Contact: Tejas Venkatesh
After going public in the summer of 2011, real estate website Zillow has gone on an acquisition spree, purchasing five companies for an aggregate value of more than $80m. On Monday, it announced its latest buy: rental search website HotPads for $16m in cash. The San Francisco-based company, which took in just $3m in funding from Meakem Becker Venture Capital, helps Zillow access a younger and more rental-focused audience.

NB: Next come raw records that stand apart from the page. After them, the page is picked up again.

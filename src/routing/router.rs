//! Message router: next-hop resolution, queueing, retries, multicast fan-out.
//!
//! The router never talks to a transport directly; a [`StubFactory`] turns a
//! resolved [`Address`] into a [`MessagingStub`] per send. Transient transmit
//! failures are rescheduled with exponential backoff until the message's TTL
//! is exhausted; messages without a known hop are parked in the bounded
//! [`MessageQueue`] and drained when the hop registers.
//!
//! Per-send failure callbacks travel with the message through the retry
//! chain, so each send observes at most one failure.

use std::sync::{Arc, Mutex};
use std::time::Duration;

use crate::address::Address;
use crate::error::{FailureCallback, JoynrError};
use crate::message::{now_ms, ImmutableMessage, MessageType, NO_EXPIRY};
use crate::routing::message_queue::MessageQueue;
use crate::routing::multicast::MulticastReceiverDirectory;
use crate::routing::table::RoutingTable;
use crate::scheduler::DelayedScheduler;

/// One-way handoff of a message to a transport.
///
/// A successful handoff makes no callback; failures invoke `on_failure`
/// exactly once with a transient or terminal error.
pub trait MessagingStub: Send + Sync {
    fn transmit(&self, message: &Arc<ImmutableMessage>, on_failure: FailureCallback);
}

/// Creates transport stubs for resolved addresses.
pub trait StubFactory: Send + Sync {
    /// `None` when no transport is currently available for `address`.
    fn create(&self, address: &Address) -> Option<Arc<dyn MessagingStub>>;
}

/// Routes messages between participants.
pub struct MessageRouter {
    table: Mutex<RoutingTable>,
    queue: Mutex<MessageQueue>,
    multicast_receivers: Mutex<MulticastReceiverDirectory>,
    /// Failure callbacks of parked messages, keyed by message id.
    parked_callbacks: Mutex<std::collections::HashMap<String, FailureCallback>>,
    stub_factory: Arc<dyn StubFactory>,
    scheduler: Arc<DelayedScheduler>,
    retry_interval: Duration,
}

impl std::fmt::Debug for MessageRouter {
    fn fmt(&self, f: &mut std::fmt::Formatter<'_>) -> std::fmt::Result {
        f.debug_struct("MessageRouter")
            .field("known_hops", &self.table.lock().expect("table lock").len())
            .field("queued", &self.queue.lock().expect("queue lock").len())
            .finish_non_exhaustive()
    }
}

impl MessageRouter {
    pub fn new(
        stub_factory: Arc<dyn StubFactory>,
        scheduler: Arc<DelayedScheduler>,
        message_queue_limit: usize,
        retry_interval: Duration,
    ) -> Arc<Self> {
        Arc::new(Self {
            table: Mutex::new(RoutingTable::new()),
            queue: Mutex::new(MessageQueue::new(message_queue_limit)),
            multicast_receivers: Mutex::new(MulticastReceiverDirectory::new()),
            parked_callbacks: Mutex::new(std::collections::HashMap::new()),
            stub_factory,
            scheduler,
            retry_interval,
        })
    }

    /// Route a message without a per-send failure callback.
    pub fn route(self: &Arc<Self>, message: Arc<ImmutableMessage>) {
        self.route_with_callback(message, None);
    }

    /// Route a message; `on_failure` fires at most once across every retry,
    /// eviction and TTL-expiry path.
    pub fn route_with_callback(
        self: &Arc<Self>,
        message: Arc<ImmutableMessage>,
        on_failure: Option<FailureCallback>,
    ) {
        if message.is_expired() {
            // Already dead at enqueue time: one deterministic failure signal.
            log::warn!(
                "[MessageRouter] message {} expired before routing",
                message.id()
            );
            if let Some(callback) = on_failure {
                callback(JoynrError::Expired(format!(
                    "message {} expired before routing",
                    message.id()
                )));
            }
            return;
        }

        if message.message_type() == MessageType::Multicast {
            self.fan_out_multicast(&message);
            return;
        }

        let recipient = message.recipient().to_owned();
        self.transmit_to(recipient, message, 0, on_failure);
    }

    /// Register the next hop for a participant and drain its parked messages.
    pub fn add_next_hop(
        self: &Arc<Self>,
        participant_id: &str,
        address: Address,
        is_globally_visible: bool,
    ) {
        self.table
            .lock()
            .expect("table lock")
            .add(participant_id, address, is_globally_visible);
        log::debug!("[MessageRouter] next hop added for {participant_id}");
        self.drain_queued(participant_id);
    }

    /// Remove a participant's next hop.
    ///
    /// Messages already parked for the participant stay queued until their
    /// TTL expires.
    pub fn remove_next_hop(&self, participant_id: &str) {
        self.table.lock().expect("table lock").remove(participant_id);
    }

    /// Whether a next hop is known locally.
    pub fn resolve_next_hop(&self, participant_id: &str) -> bool {
        self.table.lock().expect("table lock").contains(participant_id)
    }

    /// Register a multicast subscriber.
    ///
    /// Bumps the subscriber's routing-entry refcount when the hop is already
    /// known, so shared addresses survive single unsubscribes.
    pub fn add_multicast_receiver(
        &self,
        provider_participant_id: &str,
        name: &str,
        partitions: Vec<String>,
        subscriber_participant_id: &str,
    ) {
        let mut table = self.table.lock().expect("table lock");
        if let Some(entry) = table.lookup(subscriber_participant_id).cloned() {
            table.add(
                subscriber_participant_id,
                entry.address,
                entry.is_globally_visible,
            );
        }
        drop(table);
        self.multicast_receivers
            .lock()
            .expect("multicast lock")
            .register(
                provider_participant_id,
                name,
                partitions,
                subscriber_participant_id,
            );
    }

    /// Remove a multicast subscriber registration.
    pub fn remove_multicast_receiver(
        &self,
        provider_participant_id: &str,
        name: &str,
        partitions: &[String],
        subscriber_participant_id: &str,
    ) {
        let removed = self
            .multicast_receivers
            .lock()
            .expect("multicast lock")
            .unregister(
                provider_participant_id,
                name,
                partitions,
                subscriber_participant_id,
            );
        if removed {
            self.table
                .lock()
                .expect("table lock")
                .remove(subscriber_participant_id);
        }
    }

    fn fan_out_multicast(self: &Arc<Self>, message: &Arc<ImmutableMessage>) {
        // Multicast id layout: provider/name[/partition...]
        let recipient = message.recipient();
        let mut segments = recipient.split('/');
        let (Some(provider), Some(name)) = (segments.next(), segments.next()) else {
            log::error!("[MessageRouter] malformed multicast id: {recipient}");
            return;
        };
        let partitions: Vec<String> = segments.map(str::to_owned).collect();

        let receivers = self
            .multicast_receivers
            .lock()
            .expect("multicast lock")
            .receivers(provider, name, &partitions);
        if receivers.is_empty() {
            log::debug!("[MessageRouter] no receivers for multicast {recipient}");
            return;
        }
        for receiver in receivers {
            // One copy per subscriber; the payload is shared by reference.
            self.transmit_to(receiver, Arc::clone(message), 0, None);
        }
    }

    /// Resolve `route_to` and hand the message to its transport, parking or
    /// retrying as needed. `route_to` is the recipient participant for
    /// unicast and the subscriber participant for multicast fan-out.
    fn transmit_to(
        self: &Arc<Self>,
        route_to: String,
        message: Arc<ImmutableMessage>,
        retry_count: u32,
        on_failure: Option<FailureCallback>,
    ) {
        let entry = self
            .table
            .lock()
            .expect("table lock")
            .lookup(&route_to)
            .cloned();
        let Some(entry) = entry else {
            self.park(route_to, message, on_failure);
            return;
        };

        let Some(stub) = self.stub_factory.create(&entry.address) else {
            // Transport not ready; same treatment as a transient failure.
            log::debug!(
                "[MessageRouter] no stub for {}, rescheduling message {}",
                entry.address,
                message.id()
            );
            self.schedule_retry(route_to, message, retry_count + 1, on_failure);
            return;
        };

        let router = Arc::clone(self);
        let retry_message = Arc::clone(&message);
        stub.transmit(
            &message,
            Box::new(move |error| {
                if error.is_transient() {
                    router.schedule_retry(
                        route_to,
                        retry_message,
                        retry_count + 1,
                        on_failure,
                    );
                } else {
                    log::error!(
                        "[MessageRouter] permanent send failure for message {}: {error}",
                        retry_message.id()
                    );
                    if let Some(callback) = on_failure {
                        callback(error);
                    }
                }
            }),
        );
    }

    fn schedule_retry(
        self: &Arc<Self>,
        route_to: String,
        message: Arc<ImmutableMessage>,
        retry_count: u32,
        on_failure: Option<FailureCallback>,
    ) {
        let now = now_ms();
        let remaining = message.remaining_ttl_ms(now);
        if remaining <= 0 {
            if let Some(callback) = on_failure {
                callback(JoynrError::Expired(format!(
                    "message {} expired after {retry_count} send attempts",
                    message.id()
                )));
            }
            return;
        }

        // Exponential backoff, capped by the remaining TTL.
        let exponent = retry_count.saturating_sub(1).min(16);
        let backoff_ms = self
            .retry_interval
            .as_millis()
            .saturating_mul(1u128 << exponent) as u64;
        let delay_ms = if remaining == NO_EXPIRY {
            backoff_ms
        } else {
            backoff_ms.min(remaining as u64)
        };
        log::debug!(
            "[MessageRouter] retry {retry_count} for message {} in {delay_ms}ms",
            message.id()
        );

        let router = Arc::clone(self);
        self.scheduler.schedule(
            Box::new(move || {
                router.transmit_to(route_to, message, retry_count, on_failure);
            }),
            Duration::from_millis(delay_ms),
        );
    }

    fn park(
        self: &Arc<Self>,
        route_to: String,
        message: Arc<ImmutableMessage>,
        on_failure: Option<FailureCallback>,
    ) {
        log::debug!(
            "[MessageRouter] no next hop for {route_to}, queueing message {}",
            message.id()
        );
        let message_id = message.id().to_owned();
        let expiry = message.expiry_date_ms();

        let evicted = self
            .queue
            .lock()
            .expect("queue lock")
            .queue_message(&route_to, Arc::clone(&message));
        if let Some(callback) = on_failure {
            self.parked_callbacks
                .lock()
                .expect("callbacks lock")
                .insert(message_id.clone(), callback);
        }
        if let Some(evicted) = evicted {
            self.fail_parked(
                evicted.id(),
                JoynrError::DelayMessage("message queue limit reached".into()),
            );
        }

        // Watcher drops the message and reports the failure when the TTL
        // runs out while still parked.
        if expiry != NO_EXPIRY {
            let delay = Duration::from_millis(message.remaining_ttl_ms(now_ms()).max(0) as u64);
            let router = Arc::clone(self);
            self.scheduler.schedule(
                Box::new(move || {
                    let still_parked = router
                        .queue
                        .lock()
                        .expect("queue lock")
                        .remove_message(&route_to, &message_id)
                        .is_some();
                    if still_parked {
                        router.fail_parked(
                            &message_id,
                            JoynrError::Expired(format!(
                                "message {message_id} expired while waiting for a next hop"
                            )),
                        );
                    }
                }),
                delay,
            );
        }
    }

    fn fail_parked(&self, message_id: &str, error: JoynrError) {
        let callback = self
            .parked_callbacks
            .lock()
            .expect("callbacks lock")
            .remove(message_id);
        if let Some(callback) = callback {
            callback(error);
        } else {
            log::debug!("[MessageRouter] dropped message {message_id}: {error}");
        }
    }

    fn drain_queued(self: &Arc<Self>, participant_id: &str) {
        loop {
            let next = self
                .queue
                .lock()
                .expect("queue lock")
                .get_next_message_for(participant_id);
            let Some(message) = next else { break };
            let callback = self
                .parked_callbacks
                .lock()
                .expect("callbacks lock")
                .remove(message.id());
            self.transmit_to(participant_id.to_owned(), message, 0, callback);
        }
    }
}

The deal comes just three weeks after Zillow announced the acquisition of mortgage-pricing SaaS provider Mortech for $17.5m. Sensing increased competition, Zillow has picked up the pace of its M&A program, buying three companies in the past two months. (The vendor has been able to cover those purchases, in part, by a well-timed secondary offering in September. It raised more than $150m – twice as much as it landed in its mid-2011 IPO – in early September, selling shares at about $40 each. The stock is now roughly $25.)
Zillow isn’t alone in stepping up its M&A activity. Move Inc, the owner of REALTOR.com, has inked two pickups of real estate websites in the past two months, after being out of the market for more than a year. We wonder now if fellow real estate website Trulia will also go shopping. The company certainly has the money, following its IPO two months ago in which it raised about $100m.